Information provided
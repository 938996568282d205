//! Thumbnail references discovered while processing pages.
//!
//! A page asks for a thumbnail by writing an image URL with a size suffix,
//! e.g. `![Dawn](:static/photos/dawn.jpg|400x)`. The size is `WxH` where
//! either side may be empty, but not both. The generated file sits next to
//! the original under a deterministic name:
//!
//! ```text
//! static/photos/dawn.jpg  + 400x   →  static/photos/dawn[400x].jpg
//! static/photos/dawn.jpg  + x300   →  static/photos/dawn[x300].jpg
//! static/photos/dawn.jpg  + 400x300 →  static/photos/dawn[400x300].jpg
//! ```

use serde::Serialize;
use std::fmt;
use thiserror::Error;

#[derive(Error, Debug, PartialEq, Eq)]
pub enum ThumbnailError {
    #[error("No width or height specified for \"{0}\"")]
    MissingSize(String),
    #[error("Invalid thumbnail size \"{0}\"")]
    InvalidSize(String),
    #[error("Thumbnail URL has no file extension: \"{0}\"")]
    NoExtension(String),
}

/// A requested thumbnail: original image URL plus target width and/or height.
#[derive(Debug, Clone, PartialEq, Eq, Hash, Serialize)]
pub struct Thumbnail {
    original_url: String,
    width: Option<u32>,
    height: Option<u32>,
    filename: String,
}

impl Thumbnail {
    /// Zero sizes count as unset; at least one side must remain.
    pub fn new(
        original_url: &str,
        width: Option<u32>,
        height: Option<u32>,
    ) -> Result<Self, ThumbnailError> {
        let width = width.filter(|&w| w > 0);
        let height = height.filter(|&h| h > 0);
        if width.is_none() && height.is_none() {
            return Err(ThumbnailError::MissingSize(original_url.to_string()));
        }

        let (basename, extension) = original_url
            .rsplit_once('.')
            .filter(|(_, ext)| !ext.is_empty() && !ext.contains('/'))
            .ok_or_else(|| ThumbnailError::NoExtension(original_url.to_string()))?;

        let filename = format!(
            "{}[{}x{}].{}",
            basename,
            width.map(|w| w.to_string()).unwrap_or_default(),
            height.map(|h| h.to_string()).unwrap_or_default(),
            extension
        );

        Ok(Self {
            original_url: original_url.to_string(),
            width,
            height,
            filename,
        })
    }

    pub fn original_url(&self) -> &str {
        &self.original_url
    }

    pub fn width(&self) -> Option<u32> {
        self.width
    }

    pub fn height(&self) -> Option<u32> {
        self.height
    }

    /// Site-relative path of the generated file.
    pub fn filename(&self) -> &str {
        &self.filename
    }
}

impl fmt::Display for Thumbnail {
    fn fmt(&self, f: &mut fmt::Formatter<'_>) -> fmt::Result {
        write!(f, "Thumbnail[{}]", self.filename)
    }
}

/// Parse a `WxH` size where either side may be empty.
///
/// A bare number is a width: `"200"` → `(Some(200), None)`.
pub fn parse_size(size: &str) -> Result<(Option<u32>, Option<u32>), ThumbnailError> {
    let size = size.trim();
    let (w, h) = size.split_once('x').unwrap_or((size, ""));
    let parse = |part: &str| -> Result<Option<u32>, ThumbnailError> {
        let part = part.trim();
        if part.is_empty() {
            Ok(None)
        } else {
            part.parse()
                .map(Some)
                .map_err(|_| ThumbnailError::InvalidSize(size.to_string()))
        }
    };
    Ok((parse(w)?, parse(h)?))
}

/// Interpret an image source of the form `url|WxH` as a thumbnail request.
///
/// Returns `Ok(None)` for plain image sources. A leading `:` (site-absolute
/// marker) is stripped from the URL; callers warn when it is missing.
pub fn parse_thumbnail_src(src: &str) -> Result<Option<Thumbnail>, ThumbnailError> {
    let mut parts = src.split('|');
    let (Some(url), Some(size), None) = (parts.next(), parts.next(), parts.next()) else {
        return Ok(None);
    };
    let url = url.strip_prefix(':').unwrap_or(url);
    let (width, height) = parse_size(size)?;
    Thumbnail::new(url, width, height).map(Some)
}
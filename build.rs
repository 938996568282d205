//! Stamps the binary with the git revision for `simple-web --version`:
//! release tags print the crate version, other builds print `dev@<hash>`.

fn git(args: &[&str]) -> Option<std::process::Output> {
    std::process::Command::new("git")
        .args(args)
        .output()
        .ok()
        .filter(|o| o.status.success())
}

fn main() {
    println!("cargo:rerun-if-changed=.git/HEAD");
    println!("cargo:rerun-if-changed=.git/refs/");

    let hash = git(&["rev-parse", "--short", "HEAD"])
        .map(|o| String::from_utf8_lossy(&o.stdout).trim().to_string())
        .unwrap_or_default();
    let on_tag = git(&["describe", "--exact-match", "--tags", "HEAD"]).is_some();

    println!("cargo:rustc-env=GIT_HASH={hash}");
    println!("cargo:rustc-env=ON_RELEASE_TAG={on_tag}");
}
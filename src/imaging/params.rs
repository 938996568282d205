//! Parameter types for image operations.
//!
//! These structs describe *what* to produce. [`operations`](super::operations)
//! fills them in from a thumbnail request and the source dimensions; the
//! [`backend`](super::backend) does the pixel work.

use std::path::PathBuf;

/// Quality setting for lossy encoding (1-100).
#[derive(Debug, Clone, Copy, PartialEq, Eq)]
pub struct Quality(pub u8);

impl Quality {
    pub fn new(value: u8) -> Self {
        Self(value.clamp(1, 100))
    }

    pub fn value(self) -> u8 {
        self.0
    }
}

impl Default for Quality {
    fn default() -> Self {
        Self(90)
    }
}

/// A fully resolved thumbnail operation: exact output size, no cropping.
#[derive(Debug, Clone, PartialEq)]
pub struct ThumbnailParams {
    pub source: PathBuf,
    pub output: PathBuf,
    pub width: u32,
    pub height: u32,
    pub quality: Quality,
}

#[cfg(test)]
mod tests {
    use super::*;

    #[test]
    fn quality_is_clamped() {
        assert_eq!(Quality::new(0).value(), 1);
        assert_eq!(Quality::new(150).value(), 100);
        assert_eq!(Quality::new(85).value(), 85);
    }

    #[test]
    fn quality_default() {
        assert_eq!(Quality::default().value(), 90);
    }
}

What the task requires
List each line of the records that holds the string "Debug".

Result of the task
#[derive(Error, Debug, PartialEq, Eq)]
#[derive(Debug, Clone, PartialEq, Eq, Hash, Serialize)]
#[derive(Debug, Clone, Copy, PartialEq, Eq)]
#[derive(Debug, Clone, PartialEq)]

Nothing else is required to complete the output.